> Action item: Please count the lines in the data below that hold "seen" and answer with the number by itself.

> Data to process:
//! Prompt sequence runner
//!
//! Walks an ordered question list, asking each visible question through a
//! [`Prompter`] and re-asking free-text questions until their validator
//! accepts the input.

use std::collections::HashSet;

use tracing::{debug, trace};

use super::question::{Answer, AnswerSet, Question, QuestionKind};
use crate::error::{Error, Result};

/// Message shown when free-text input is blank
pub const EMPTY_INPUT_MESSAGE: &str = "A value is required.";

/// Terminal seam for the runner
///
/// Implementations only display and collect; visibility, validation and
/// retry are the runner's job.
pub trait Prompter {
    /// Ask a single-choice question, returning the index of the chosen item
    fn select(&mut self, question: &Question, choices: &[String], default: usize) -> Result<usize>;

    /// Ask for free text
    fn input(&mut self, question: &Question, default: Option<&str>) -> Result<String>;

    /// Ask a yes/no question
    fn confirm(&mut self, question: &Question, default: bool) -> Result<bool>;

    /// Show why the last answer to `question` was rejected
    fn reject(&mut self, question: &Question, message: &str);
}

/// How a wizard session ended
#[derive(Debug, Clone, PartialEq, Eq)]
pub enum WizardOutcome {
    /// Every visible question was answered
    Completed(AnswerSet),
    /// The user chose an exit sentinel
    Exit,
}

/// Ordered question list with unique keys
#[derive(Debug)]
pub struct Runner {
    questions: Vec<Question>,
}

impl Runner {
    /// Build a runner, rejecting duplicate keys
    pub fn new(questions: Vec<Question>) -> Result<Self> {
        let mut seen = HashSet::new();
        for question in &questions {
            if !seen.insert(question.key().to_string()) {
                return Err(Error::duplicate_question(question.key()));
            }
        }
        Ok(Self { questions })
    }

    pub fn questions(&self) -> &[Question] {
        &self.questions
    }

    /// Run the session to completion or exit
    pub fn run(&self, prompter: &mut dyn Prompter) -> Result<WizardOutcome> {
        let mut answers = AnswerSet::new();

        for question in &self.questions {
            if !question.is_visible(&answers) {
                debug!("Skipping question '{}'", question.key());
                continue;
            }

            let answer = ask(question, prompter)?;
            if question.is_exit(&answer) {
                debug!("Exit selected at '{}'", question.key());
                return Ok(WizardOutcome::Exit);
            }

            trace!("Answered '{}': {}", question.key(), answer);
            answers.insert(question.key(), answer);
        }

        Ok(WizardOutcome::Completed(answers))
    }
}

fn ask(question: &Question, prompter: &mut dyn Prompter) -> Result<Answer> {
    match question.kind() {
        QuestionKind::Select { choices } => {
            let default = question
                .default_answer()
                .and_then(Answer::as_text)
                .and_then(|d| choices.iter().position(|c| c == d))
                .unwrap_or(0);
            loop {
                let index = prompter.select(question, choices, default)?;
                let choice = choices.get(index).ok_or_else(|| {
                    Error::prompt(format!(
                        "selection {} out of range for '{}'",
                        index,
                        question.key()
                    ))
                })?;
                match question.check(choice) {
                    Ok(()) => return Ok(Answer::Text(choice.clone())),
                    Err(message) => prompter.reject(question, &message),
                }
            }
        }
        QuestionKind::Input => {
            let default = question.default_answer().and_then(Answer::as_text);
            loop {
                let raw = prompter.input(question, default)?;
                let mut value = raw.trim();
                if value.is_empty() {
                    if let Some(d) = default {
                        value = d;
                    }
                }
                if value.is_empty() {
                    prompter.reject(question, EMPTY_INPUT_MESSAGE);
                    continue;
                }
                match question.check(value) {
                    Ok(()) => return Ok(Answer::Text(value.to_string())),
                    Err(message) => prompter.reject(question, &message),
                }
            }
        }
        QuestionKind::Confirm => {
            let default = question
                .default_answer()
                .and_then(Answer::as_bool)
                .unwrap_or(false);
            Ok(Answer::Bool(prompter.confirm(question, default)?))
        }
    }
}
--
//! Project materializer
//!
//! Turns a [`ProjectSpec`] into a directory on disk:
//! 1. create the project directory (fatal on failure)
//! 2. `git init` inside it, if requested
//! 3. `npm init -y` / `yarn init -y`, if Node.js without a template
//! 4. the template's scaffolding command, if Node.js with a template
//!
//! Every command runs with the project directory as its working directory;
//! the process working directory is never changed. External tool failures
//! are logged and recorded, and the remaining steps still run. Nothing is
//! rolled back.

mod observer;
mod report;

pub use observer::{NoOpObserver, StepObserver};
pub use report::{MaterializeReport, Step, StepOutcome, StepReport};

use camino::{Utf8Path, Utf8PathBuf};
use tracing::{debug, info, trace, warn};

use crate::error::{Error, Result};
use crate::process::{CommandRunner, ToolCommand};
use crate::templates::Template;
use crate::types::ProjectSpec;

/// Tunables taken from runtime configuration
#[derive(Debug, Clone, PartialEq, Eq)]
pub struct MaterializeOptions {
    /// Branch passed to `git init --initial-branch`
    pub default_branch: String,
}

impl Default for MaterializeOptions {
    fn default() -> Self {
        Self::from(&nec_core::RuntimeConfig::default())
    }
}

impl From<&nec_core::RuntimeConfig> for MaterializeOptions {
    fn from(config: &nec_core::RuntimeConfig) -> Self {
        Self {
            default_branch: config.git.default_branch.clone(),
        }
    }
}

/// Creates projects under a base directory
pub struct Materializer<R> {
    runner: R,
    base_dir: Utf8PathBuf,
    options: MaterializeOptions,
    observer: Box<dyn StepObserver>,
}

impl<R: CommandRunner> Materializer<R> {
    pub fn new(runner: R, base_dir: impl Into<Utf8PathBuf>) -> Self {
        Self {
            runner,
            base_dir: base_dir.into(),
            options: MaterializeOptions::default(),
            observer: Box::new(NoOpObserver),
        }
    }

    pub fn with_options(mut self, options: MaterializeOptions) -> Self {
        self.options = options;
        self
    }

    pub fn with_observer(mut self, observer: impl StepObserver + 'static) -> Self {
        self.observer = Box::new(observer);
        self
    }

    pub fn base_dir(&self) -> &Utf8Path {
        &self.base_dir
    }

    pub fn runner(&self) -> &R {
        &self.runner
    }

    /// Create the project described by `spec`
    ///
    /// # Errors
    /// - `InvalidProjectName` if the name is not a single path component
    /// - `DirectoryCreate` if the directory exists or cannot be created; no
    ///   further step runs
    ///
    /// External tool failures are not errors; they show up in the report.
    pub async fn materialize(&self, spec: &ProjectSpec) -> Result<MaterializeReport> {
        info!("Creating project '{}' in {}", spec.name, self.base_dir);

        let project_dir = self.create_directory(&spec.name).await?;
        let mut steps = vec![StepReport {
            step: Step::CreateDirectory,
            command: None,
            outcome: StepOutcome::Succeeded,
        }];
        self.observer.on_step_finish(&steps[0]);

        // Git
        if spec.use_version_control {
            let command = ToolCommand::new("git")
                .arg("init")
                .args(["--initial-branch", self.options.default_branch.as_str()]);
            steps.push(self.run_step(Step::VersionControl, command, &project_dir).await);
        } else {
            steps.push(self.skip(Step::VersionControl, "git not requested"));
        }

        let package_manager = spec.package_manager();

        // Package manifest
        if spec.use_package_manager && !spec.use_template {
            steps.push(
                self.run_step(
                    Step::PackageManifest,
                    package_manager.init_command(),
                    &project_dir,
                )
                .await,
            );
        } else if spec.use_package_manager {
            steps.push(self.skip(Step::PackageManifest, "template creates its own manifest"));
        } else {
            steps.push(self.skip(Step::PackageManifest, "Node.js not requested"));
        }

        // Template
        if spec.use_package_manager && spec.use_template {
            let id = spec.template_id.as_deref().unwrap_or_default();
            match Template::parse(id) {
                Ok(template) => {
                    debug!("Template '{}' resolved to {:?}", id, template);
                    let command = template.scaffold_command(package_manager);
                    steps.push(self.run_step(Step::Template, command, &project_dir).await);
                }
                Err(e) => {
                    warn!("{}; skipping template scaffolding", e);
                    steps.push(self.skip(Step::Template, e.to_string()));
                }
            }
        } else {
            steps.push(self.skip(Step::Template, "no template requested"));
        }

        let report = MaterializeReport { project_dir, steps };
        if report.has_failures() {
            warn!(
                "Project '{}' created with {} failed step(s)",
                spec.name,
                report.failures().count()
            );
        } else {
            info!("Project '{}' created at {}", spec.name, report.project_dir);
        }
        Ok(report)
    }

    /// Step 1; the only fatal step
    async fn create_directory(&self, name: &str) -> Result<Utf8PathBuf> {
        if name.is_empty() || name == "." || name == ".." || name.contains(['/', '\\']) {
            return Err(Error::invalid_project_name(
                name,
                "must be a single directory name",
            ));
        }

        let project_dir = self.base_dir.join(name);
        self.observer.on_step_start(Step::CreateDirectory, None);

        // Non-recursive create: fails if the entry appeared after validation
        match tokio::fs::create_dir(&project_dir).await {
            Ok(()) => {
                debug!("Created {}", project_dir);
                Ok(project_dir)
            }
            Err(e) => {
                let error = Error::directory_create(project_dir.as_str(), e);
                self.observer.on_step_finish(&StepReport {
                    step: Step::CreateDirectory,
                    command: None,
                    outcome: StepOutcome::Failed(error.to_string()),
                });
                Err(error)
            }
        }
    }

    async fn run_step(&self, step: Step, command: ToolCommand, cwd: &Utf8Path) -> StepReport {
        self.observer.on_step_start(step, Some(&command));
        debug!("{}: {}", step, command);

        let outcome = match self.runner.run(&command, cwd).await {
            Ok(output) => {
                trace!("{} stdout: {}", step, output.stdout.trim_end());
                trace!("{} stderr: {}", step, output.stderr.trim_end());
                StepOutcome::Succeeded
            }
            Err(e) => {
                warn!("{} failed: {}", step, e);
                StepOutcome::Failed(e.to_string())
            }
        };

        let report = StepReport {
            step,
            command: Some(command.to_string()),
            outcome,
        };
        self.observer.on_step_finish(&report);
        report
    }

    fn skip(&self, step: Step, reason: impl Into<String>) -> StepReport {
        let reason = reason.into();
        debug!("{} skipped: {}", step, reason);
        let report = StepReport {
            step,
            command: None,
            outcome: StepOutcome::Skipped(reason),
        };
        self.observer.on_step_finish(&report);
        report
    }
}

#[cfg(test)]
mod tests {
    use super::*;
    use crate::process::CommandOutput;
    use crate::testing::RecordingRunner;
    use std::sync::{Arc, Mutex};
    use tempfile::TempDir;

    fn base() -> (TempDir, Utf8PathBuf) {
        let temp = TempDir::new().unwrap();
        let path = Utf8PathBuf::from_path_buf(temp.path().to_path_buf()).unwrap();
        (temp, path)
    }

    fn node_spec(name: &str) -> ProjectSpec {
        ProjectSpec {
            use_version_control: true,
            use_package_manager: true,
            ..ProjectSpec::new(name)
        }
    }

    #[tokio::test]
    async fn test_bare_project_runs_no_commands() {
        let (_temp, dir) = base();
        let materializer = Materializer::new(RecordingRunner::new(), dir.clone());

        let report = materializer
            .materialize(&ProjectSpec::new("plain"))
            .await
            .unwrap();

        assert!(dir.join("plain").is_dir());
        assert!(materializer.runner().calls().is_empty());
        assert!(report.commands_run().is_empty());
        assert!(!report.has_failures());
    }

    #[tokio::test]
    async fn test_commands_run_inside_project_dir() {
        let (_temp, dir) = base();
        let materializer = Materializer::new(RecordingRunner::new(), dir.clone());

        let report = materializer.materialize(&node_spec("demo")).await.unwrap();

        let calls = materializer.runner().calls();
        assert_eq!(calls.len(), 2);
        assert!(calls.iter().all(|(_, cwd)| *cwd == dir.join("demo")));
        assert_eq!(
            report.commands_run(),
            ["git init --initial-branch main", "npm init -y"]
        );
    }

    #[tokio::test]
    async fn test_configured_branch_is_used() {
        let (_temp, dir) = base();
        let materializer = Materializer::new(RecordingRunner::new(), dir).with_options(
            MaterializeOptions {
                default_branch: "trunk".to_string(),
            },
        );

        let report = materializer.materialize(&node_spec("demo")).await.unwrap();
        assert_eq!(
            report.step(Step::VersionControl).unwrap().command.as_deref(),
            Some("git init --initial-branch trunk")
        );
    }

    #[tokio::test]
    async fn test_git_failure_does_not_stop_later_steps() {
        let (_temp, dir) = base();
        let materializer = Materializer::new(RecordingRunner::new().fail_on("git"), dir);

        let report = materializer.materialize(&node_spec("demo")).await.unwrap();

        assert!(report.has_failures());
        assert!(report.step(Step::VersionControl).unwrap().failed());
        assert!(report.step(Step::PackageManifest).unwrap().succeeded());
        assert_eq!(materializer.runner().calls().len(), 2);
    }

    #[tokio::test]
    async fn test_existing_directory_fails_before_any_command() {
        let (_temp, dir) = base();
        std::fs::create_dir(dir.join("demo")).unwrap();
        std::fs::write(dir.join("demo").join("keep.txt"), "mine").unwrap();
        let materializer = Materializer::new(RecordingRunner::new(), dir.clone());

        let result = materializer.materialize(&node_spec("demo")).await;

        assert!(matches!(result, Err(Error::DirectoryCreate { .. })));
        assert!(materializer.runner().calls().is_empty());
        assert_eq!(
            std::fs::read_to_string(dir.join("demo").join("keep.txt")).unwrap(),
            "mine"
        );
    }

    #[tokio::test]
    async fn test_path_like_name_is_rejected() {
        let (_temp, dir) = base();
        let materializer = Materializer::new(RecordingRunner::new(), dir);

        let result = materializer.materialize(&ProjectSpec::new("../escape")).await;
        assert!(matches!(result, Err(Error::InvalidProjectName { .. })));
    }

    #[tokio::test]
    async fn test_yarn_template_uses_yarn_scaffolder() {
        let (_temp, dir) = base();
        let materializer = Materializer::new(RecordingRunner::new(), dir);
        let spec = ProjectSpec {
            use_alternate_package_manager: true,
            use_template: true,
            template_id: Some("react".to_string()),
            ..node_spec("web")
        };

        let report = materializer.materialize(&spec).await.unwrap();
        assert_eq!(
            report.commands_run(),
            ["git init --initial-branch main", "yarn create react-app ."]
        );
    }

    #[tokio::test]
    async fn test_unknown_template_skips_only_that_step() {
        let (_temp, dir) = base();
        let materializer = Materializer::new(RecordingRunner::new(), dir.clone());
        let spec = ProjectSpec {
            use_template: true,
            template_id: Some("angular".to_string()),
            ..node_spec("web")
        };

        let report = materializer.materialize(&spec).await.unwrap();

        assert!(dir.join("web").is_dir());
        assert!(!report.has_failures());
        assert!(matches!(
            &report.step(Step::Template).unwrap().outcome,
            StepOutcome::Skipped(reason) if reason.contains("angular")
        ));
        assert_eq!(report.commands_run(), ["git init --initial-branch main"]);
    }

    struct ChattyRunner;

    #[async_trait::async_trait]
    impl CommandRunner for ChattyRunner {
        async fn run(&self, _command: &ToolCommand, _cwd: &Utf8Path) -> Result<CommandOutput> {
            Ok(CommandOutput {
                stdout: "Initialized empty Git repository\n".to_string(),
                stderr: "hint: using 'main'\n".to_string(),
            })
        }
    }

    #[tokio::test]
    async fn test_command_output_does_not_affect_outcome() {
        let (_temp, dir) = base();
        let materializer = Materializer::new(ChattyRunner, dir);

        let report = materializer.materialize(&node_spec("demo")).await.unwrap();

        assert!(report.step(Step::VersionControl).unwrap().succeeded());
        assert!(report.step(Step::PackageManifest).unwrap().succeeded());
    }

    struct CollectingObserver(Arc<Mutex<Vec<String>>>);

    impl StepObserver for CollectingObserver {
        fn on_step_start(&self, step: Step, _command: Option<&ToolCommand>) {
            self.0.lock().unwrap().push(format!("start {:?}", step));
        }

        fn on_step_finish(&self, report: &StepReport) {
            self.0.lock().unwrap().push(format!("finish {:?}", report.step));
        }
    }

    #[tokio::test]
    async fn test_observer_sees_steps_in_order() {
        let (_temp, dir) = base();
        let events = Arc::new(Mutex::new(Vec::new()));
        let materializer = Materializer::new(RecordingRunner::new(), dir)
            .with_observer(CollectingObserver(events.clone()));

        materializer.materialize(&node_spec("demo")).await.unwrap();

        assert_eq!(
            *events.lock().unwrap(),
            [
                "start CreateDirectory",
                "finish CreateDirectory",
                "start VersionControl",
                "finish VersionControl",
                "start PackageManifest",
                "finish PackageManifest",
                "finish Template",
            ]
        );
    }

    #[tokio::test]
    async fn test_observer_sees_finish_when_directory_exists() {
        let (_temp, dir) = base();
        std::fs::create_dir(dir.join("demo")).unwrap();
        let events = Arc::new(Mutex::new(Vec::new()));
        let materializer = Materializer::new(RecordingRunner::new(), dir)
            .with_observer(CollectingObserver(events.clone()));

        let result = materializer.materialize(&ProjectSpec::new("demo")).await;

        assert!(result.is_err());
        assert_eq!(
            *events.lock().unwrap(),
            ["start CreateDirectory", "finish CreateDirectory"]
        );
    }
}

> Exercise output: 2